> **Work instruction**
State how many lines of the listing below include the word "scores". Give only the number.

> **Input**
==========

/// Average agreement over habits declared by both sides.
///
/// With nothing to compare the feature is 1, so missing data is never penalized.
pub fn lifestyle_compatibility(a: &Profile, b: &Profile, config: &LifestyleConfig) -> f64 {
    let scores: Vec<f64> = Habit::ALL
        .iter()
        .filter_map(|habit| {
            let (ha, hb) = (accessors::habit(a, *habit)?, accessors::habit(b, *habit)?);
            Some(if ha.eq_ignore_ascii_case(hb) {
                1.0
            } else {
                1.0 - config.mismatch_penalty
            })
        })
        .collect();

    if scores.is_empty() {
        return 1.0;
    }
    clip01(scores.iter().sum::<f64>() / scores.len() as f64)
}

#[cfg(test)]
mod tests {
    use super::*;
    use crate::core::distance::AreaDistance;
    use serde_json::{json, Value};

    fn create_test_profile(id: &str, overrides: Value) -> Profile {
        let mut base = json!({
            "id": id,
            "facts": {},
            "inferences": {
                "mbti_axes": { "IE": { "value": 0.5 }, "SN": { "value": 0.5 }, "FT": { "value": 0.5 }, "JP": { "value": 0.5 } }
            }
        });
        merge(&mut base, overrides);
        serde_json::from_value(base).unwrap()
    }

    fn merge(base: &mut Value, patch: Value) {
        match (base, patch) {
            (Value::Object(b), Value::Object(p)) => {
                for (k, v) in p {
                    merge(b.entry(k).or_insert(Value::Null), v);
                }
            }
            (slot, v) => *slot = v,
        }
    }

    #[test]
    fn test_education_asymmetry() {
        let config = EducationConfig::default();
        let a = create_test_profile("a", json!({ "facts": { "education_tier": 1, "job_difficulty": 1, "income_band": 1 } }));
        let b = create_test_profile("b", json!({ "facts": { "education_tier": 3, "job_difficulty": 3, "income_band": 3 } }));

        let edu = education_compatibility(&a, &b, &config);

        // A is pleased by B's higher position, B is mildly put off
        assert!(edu.a > 0.9);
        assert!(edu.b < 0.5 && edu.b > 0.4);
        assert!((edu.b - 0.5).abs() < (edu.a - 0.5).abs());
    }

    #[test]
    fn test_education_equal_levels_is_neutral() {
        let config = EducationConfig::default();
        let a = create_test_profile("a", json!({}));
        let b = create_test_profile("b", json!({}));

        assert_eq!(education_compatibility(&a, &b, &config), RolePair::new(0.5, 0.5));
    }

    #[test]
    fn test_location_same_area() {
        let config = LocationConfig::default();
        let model = AreaDistance::from_config(&config);
        let a = create_test_profile("a", json!({ "facts": { "current_area": "Jayanagar" } }));
        let b = create_test_profile("b", json!({ "facts": { "current_area": "Jayanagar" } }));
        let c = create_test_profile("c", json!({ "facts": { "current_area": "Whitefield" } }));

        assert!((location_compatibility(&a, &b, &config, &model) - 1.0).abs() < 1e-12);
        // 15km of 20km leaves a quarter of the decay term and no bonus
        assert!((location_compatibility(&a, &c, &config, &model) - 0.7 * 0.25).abs() < 1e-12);
    }

    #[test]
    fn test_humour_missing_is_neutral() {
        let config = HumourConfig::default();
        let a = create_test_profile("a", json!({ "inferences": { "humour_profile": { "styles": {} } } }));
        let b = create_test_profile("b", json!({}));

        assert_eq!(humour_compatibility(&a, &b, &config), NEUTRAL);
    }

    #[test]
    fn test_humour_dark_penalty() {
        let config = HumourConfig::default();
        let humour = |dark: f64, offence: f64| {
            json!({ "inferences": { "humour_profile": {
                "styles": { "dark_morbid": { "value": dark }, "sarcasm": { "value": 0.5 } },
                "cringe_tolerance": { "value": 0.5 },
                "offence_tolerance": { "value": offence },
                "performs_vs_appreciates": { "value": 0.5 }
            } } })
        };

        let twin_a = create_test_profile("a", humour(0.2, 0.8));
        let twin_b = create_test_profile("b", humour(0.2, 0.8));
        assert!((humour_compatibility(&twin_a, &twin_b, &config) - 1.0).abs() < 1e-12);

        let dark = create_test_profile("c", humour(0.9, 0.9));
        let sensitive = create_test_profile("d", humour(0.0, 0.1));
        let score = humour_compatibility(&dark, &sensitive, &config);
        assert!(score < 0.6, "dark humour against low tolerance should be penalized, got {}", score);
    }

    #[test]
    fn test_humour_styles_only_compare_shared_keys() {
        let config = HumourConfig::default();
        let a = create_test_profile("a", json!({ "inferences": { "humour_profile": {
            "styles": { "wordplay_puns": { "value": 0.8 }, "sarcasm": { "value": 0.9 } }
        } } }));
        let b = create_test_profile("b", json!({ "inferences": { "humour_profile": {
            "styles": { "wordplay_puns": { "value": 0.8 }, "meta_internet_memes": { "value": 0.1 } }
        } } }));

        // Only wordplay is shared and it matches, scalars default to equal values
        assert!((humour_compatibility(&a, &b, &config) - 1.0).abs() < 1e-12);
    }

    #[test]
    fn test_ambivalent_ie() {
        let config = PersonalityConfig::default();

        assert_eq!(ie_compatibility(0.36, 0.64, &config), 1.0);
        assert!((ie_compatibility(0.5, 0.9, &config) - 0.8).abs() < 1e-12);
        assert!((ie_compatibility(0.1, 0.9, &config) - 0.2).abs() < 1e-12);
    }

    #[test]
    fn test_personality_identical_axes() {
        let config = PersonalityConfig::default();
        let a = create_test_profile("a", json!({}));
        let b = create_test_profile("b", json!({}));

        // Everything perfect except the neutral FT placeholder
        let expected = 0.5 + 0.3 + 0.15 + 0.05 * FT_PLACEHOLDER;
        let score = personality_compatibility(&a, &b, &config).unwrap();
        assert!((score - expected).abs() < 1e-12);
    }

    #[test]
    fn test_personality_requires_axes() {
        let config = PersonalityConfig::default();
        let a = create_test_profile("a", json!({}));
        let mut b = create_test_profile("b", json!({}));
        b.inferences.personality.jp = None;

        assert!(matches!(
            personality_compatibility(&a, &b, &config),
            Err(ScoringError::IncompleteProfile { field: "inferences.mbti_axes.JP", .. })
        ));
    }

    #[test]
    fn test_identical_hobbies_score_one() {
        let config = HobbyConfig::default();
        let hobbies = json!({ "inferences": { "hobbies": [
            { "name": "badminton", "involvement": 0.8 },
            { "name": "investing", "involvement": 0.3 }
        ] } });
        let a = create_test_profile("a", hobbies.clone());
        let b = create_test_profile("b", hobbies);

        assert_eq!(hobby_compatibility(&a, &b, &config), 1.0);
    }

    #[test]
    fn test_disjoint_hobbies() {
        let config = HobbyConfig::default();
        let a = create_test_profile("a", json!({ "inferences": { "hobbies": [{ "name": "art", "involvement": 1.0 }] } }));
        let b = create_test_profile("b", json!({ "inferences": { "hobbies": [{ "name": "gaming", "involvement": 1.0 }] } }));

        // Overlap 0, both have one serious hobby
        assert!((hobby_compatibility(&a, &b, &config) - 0.4).abs() < 1e-12);
    }

    #[test]
    fn test_values_missing_defaults_to_neutral() {
        let config = ValuesConfig::default();
        let a = create_test_profile("a", json!({}));
        let b = create_test_profile("b", json!({}));

        assert!((values_compatibility(&a, &b, &config) - 1.0).abs() < 1e-12);
    }

    #[test]
    fn test_attachment_insecurity_is_symmetric() {
        let config = AttachmentConfig::default();
        let secure = create_test_profile("a", json!({ "inferences": { "attachment": {
            "anxious": { "value": 0.0 }, "avoidant": { "value": 0.0 }
        } } }));
        let anxious = create_test_profile("b", json!({ "inferences": { "attachment": {
            "anxious": { "value": 1.0 }, "avoidant": { "value": 0.6 }
        } } }));

        let forward = attachment_compatibility(&secure, &anxious, &config);
        let backward = attachment_compatibility(&anxious, &secure, &config);
        assert_eq!(forward, backward);
        assert!(forward < attachment_compatibility(&secure, &secure, &config));
    }

    #[test]
    fn test_intent_lookup() {
        let serious = create_test_profile("a", json!({ "facts": { "relationship_intent": "serious" } }));
        let casual = create_test_profile("b", json!({ "facts": { "relationship_intent": "casual" } }));
        let open = create_test_profile("c", json!({ "facts": { "relationship_intent": "open_to_both" } }));
        let unknown = create_test_profile("d", json!({}));

        assert_eq!(intent_compatibility(&serious, &serious), 1.0);
        assert_eq!(intent_compatibility(&serious, &open), INTENT_OPEN);
        assert_eq!(intent_compatibility(&serious, &casual), INTENT_PARTIAL);
        assert_eq!(intent_compatibility(&unknown, &unknown), INTENT_PARTIAL);
    }

    #[test]
    fn test_lifestyle() {
        let config = LifestyleConfig::default();
        let a = create_test_profile("a", json!({ "facts": { "smoking": "no", "drinking": "yes" } }));
        let b = create_test_profile("b", json!({ "facts": { "smoking": "No", "drinking": "no", "nightlife": "yes" } }));
        let blank = create_test_profile("c", json!({}));

        assert!((lifestyle_compatibility(&a, &b, &config) - (1.0 + 0.85) / 2.0).abs() < 1e-12);
        assert_eq!(lifestyle_compatibility(&a, &blank, &config), 1.0);
    }
}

==========

> **Written answer**
3